Election debate shifts back to SC

PTI files CMA requesting court to hold elections in Punjab on May 14

Government holding third round of talks at Parliament House in Islamabad on May2, 2023. PHOTO: Facebook/Shah Mahmood Qureshi

ISLAMABAD:

A day after negotiations between the government and the PTI over the election schedule concluded, the focus on Wednesday shifted from political discourse to the Supreme Court with the main opposition party filing an application in the apex court praying that its order on holding the polls in Punjab on May 14 must be ensured.

A civil miscellaneous application (CMA) was filed in the apex court by the negotiating team of PTI comprising party vice chairman Shah Mehmood Qureshi, senior vice president Fawad Chaudhry and Senator Ali Zafar.

In its application, the PTI requested the court to hold elections in Punjab on May 14 while submitting a report on the negotiations held between it and the government to decide the date of the elections.

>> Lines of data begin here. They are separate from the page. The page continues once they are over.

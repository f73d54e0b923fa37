use std::path::PathBuf;

use thiserror::Error;

/// Configuration-related errors with structured variants.
#[derive(Error, Debug)]
pub enum ConfigError {
    #[error("keystore file {} not found", .path.display())]
    KeystoreNotFound { path: PathBuf },

    #[error("missing required field: {field}")]
    MissingField { field: &'static str },

    #[error("invalid value for {field}: {reason}")]
    InvalidValue { field: &'static str, reason: String },

    #[error("failed to read keystore file: {0}")]
    ReadFile(#[source] std::io::Error),

    #[error("failed to parse keystore: {0}")]
    Parse(#[source] serde_json::Error),
}

/// File download errors.
#[derive(Error, Debug)]
pub enum FileError {
    #[error("failed to download {url}: {reason}")]
    Download { url: String, reason: String },
}

#[derive(Error, Debug)]
pub enum Error {
    #[error(transparent)]
    Config(#[from] ConfigError),

    #[error(transparent)]
    File(#[from] FileError),

    #[error("IO error: {0}")]
    Io(#[from] std::io::Error),
}

pub type Result<T> = std::result::Result<T, Error>;
//! Wallet credential selection and defaults.
//!
//! Exactly one credential source wins, in fixed order: an explicit keystore
//! path (CLI flag or `HOTKEY_KEYSTORE`), then a mnemonic, then the default
//! wallet file under `~/.vana/wallets`. After selection, the wallet path and
//! key names are filled from `VANA_*` environment overrides.

use std::path::{Path, PathBuf};

use tracing::info;

use crate::cli::WalletArgs;
use crate::config::keystore::{expand_tilde, Keystore};
use crate::error::Result;

pub const DEFAULT_WALLET_PATH: &str = "~/.vana/wallets/refiner";
pub const DEFAULT_COLDKEY_NAME: &str = "refiner";
pub const DEFAULT_HOTKEY_NAME: &str = "refiner";

/// Wallet default overrides, captured from the process environment once at
/// entry and passed down so the resolver never reads globals itself.
#[derive(Debug, Clone, Default)]
pub struct WalletEnv {
    pub wallet_path: Option<String>,
    pub coldkey_name: Option<String>,
    pub hotkey_name: Option<String>,
}

impl WalletEnv {
    /// Capture the `VANA_*` wallet variables from the process environment.
    pub fn from_process() -> Self {
        Self {
            wallet_path: std::env::var("VANA_WALLET_PATH").ok(),
            coldkey_name: std::env::var("VANA_COLDKEY_NAME").ok(),
            hotkey_name: std::env::var("VANA_HOTKEY_NAME").ok(),
        }
    }
}

/// Wallet configuration for the refiner node.
#[derive(Debug, Clone, Default)]
pub struct WalletConfig {
    /// Keystore path from `--wallet.keystore` or `HOTKEY_KEYSTORE`.
    pub keystore: Option<String>,
    /// Mnemonic from `--wallet.mnemonic` or `HOTKEY_MNEMONIC`.
    pub mnemonic: Option<String>,
    /// Private key resolved from the keystore; never supplied directly.
    pub private_key: Option<String>,
    /// Wallet directory.
    pub path: PathBuf,
    /// Coldkey slot name.
    pub coldkey: String,
    /// Hotkey slot name.
    pub hotkey: String,
}

impl From<WalletArgs> for WalletConfig {
    fn from(args: WalletArgs) -> Self {
        Self {
            keystore: args.keystore,
            mnemonic: args.mnemonic,
            ..Self::default()
        }
    }
}

impl WalletConfig {
    /// Select the credential source for this wallet.
    ///
    /// A keystore path takes priority over a mnemonic even when both are
    /// set; the mnemonic is cleared in that case so downstream wallet
    /// construction cannot pick it up. Keystore errors propagate before any
    /// field is touched.
    ///
    /// # Errors
    ///
    /// Returns an error if a keystore path is set but the file is missing,
    /// malformed, or lacks `privateKey`.
    pub fn resolve_credentials(&mut self) -> Result<()> {
        // An env var set to the empty string counts as absent.
        let keystore = self.keystore.clone().filter(|p| !p.is_empty());
        if let Some(path) = keystore {
            let resolved = Keystore::read(&path)?;
            info!(
                keystore = %path,
                address = %resolved.address,
                "using wallet keystore"
            );
            self.private_key = Some(resolved.private_key);
            self.mnemonic = None;
        } else if self.mnemonic.as_deref().is_some_and(|m| !m.is_empty()) {
            info!("using wallet mnemonic provided via HOTKEY_MNEMONIC/CLI");
        } else {
            info!("no keystore or mnemonic provided, falling back to default wallet file in ~/.vana/wallets");
        }
        Ok(())
    }

    /// Fill `path`, `coldkey`, and `hotkey` from `env`, else the literal
    /// defaults. Always overwrites; values set earlier in startup do not
    /// survive.
    pub fn fill_defaults(&mut self, env: &WalletEnv) {
        self.path = env
            .wallet_path
            .as_deref()
            .map(PathBuf::from)
            .unwrap_or_else(|| expand_tilde(Path::new(DEFAULT_WALLET_PATH)));
        self.coldkey = env
            .coldkey_name
            .clone()
            .unwrap_or_else(|| DEFAULT_COLDKEY_NAME.to_string());
        self.hotkey = env
            .hotkey_name
            .clone()
            .unwrap_or_else(|| DEFAULT_HOTKEY_NAME.to_string());
    }
}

The party informed the top court in its application that the government and PTI could not reach a solution within the Constitution on the Punjab Assembly election dates, “in spite of the best efforts of [the] parties”.

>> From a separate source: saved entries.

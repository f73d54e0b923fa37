//! Node process settings.

use std::fmt;

use clap::ValueEnum;
use serde::Deserialize;

/// Environment the node runs in.
#[derive(Debug, Clone, Copy, Default, PartialEq, Eq, ValueEnum, Deserialize)]
#[serde(rename_all = "lowercase")]
pub enum Environment {
    Development,
    #[default]
    Production,
}

impl fmt::Display for Environment {
    fn fmt(&self, f: &mut fmt::Formatter<'_>) -> fmt::Result {
        match self {
            Self::Development => f.write_str("development"),
            Self::Production => f.write_str("production"),
        }
    }
}

/// Node-level configuration.
#[derive(Debug, Clone, Default)]
pub struct NodeConfig {
    /// Target environment, from `--node.environment` or `ENVIRONMENT`.
    pub environment: Environment,
}
use clap::Parser;
use tracing::info;

use refiner_node::cli::Cli;
use refiner_node::config::wallet::WalletEnv;
use refiner_node::config::Config;

fn main() {
    // Explicit env-file load at entry; a missing .env is not an error.
    let _ = dotenvy::dotenv();

    let cli = Cli::parse();
    let logging = refiner_node::config::logging::LoggingConfig::from(cli.logging.clone());
    logging.init();
    info!("refiner node starting");

    let env = WalletEnv::from_process();
    let config = match Config::resolve(cli, &env) {
        Ok(c) => c,
        Err(e) => {
            eprintln!("Failed to resolve configuration: {e}");
            std::process::exit(1);
        }
    };

    info!(
        environment = %config.node.environment,
        wallet_path = %config.wallet.path.display(),
        coldkey = %config.wallet.coldkey,
        hotkey = %config.wallet.hotkey,
        "refiner node configured"
    );
}
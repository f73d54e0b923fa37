//! Logging configuration and initialization.

use clap::ValueEnum;
use tracing_subscriber::{fmt, EnvFilter};

use crate::cli::LoggingArgs;

/// Log output format.
#[derive(Debug, Clone, Copy, Default, PartialEq, Eq, ValueEnum)]
pub enum LogFormat {
    #[default]
    Pretty,
    Json,
}

/// Logging configuration.
#[derive(Debug, Clone)]
pub struct LoggingConfig {
    pub level: String,
    pub format: LogFormat,
}

impl LoggingConfig {
    /// Initialize the tracing subscriber with this logging configuration.
    /// `RUST_LOG` overrides the configured level when set.
    pub fn init(&self) {
        let filter =
            EnvFilter::try_from_default_env().unwrap_or_else(|_| EnvFilter::new(&self.level));

        match self.format {
            LogFormat::Json => {
                fmt().json().with_env_filter(filter).init();
            }
            LogFormat::Pretty => {
                fmt().with_env_filter(filter).init();
            }
        }
    }
}

impl From<LoggingArgs> for LoggingConfig {
    fn from(args: LoggingArgs) -> Self {
        Self {
            level: args.level,
            format: args.format,
        }
    }
}

impl Default for LoggingConfig {
    fn default() -> Self {
        Self {
            level: "info".into(),
            format: LogFormat::Pretty,
        }
    }
}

The former ruling party pleaded that the top court’s order for the Punjab Assembly elections to be held on May 14 should be “implemented in letter and spirit so that the Constitution is upheld and does not stand violated”.

The SC was informed that members of both the teams -- the PTI and Pakistan Democratic Movement (PDM)/alliance -- deliberated and held a dialogue with full sincerity over three days.

The application maintained that the stance of PTI was initially that the elections of the assemblies must be held within 90 days and that the SC already determined the constitutional timeframe for holding elections to the Punjab Assembly.

However, the PDM stated that elections for the National Assembly and all provincial assemblies should be held on the same day.

Therefore, it added that the government wanted the Punjab and Khyber-Pakhtunkhwa elections to be held in October this year, after the other assemblies completed their terms.

Read PTI protests against ‘skewed’ census

Subsequently, the PTI proposed that the Sindh and Balochistan assemblies be dissolved on or by May 14 and elections to all assemblies be collectively held within 60 days of the dissolution of the assemblies, that is, in the second week of July 2023.

It continued that to give a constitutional cover to the holding of the elections to the provincial assemblies of Punjab and K-P beyond the period of 90 days, the MNAs belonging to the PTI would re-join the NA.

 Afterwards, a one-time constitutional amendment validating the delay in elections beyond the period of 90 days to Punjab and K-P assemblies would be carried out by mutual consent of the political parties.

Lastly, the PTI demanded that “all the parties shall agree that the election results shall be accepted as a whole subject to individual grievances in accordance with law” and a written agreement should be submitted to the SC to ensure its implementation.

However, the PDM alliance rejected the PTI’s proposal, bringing the talks to a halt.

Shortly after, PTI leader Fawad Chaudhry took to his official Twitter account and demanded that the apex court should immediately prevent the chief ministers and cabinets of Punjab and K-P from performing their duties.

“In this connection, our petition should be fixed immediately and an administrator should be appointed to run the affairs [of the two provinces] till the elections,” he wrote, adding that caretaker governments operating for more than 90 days were against the fundamental principle of the Constitution.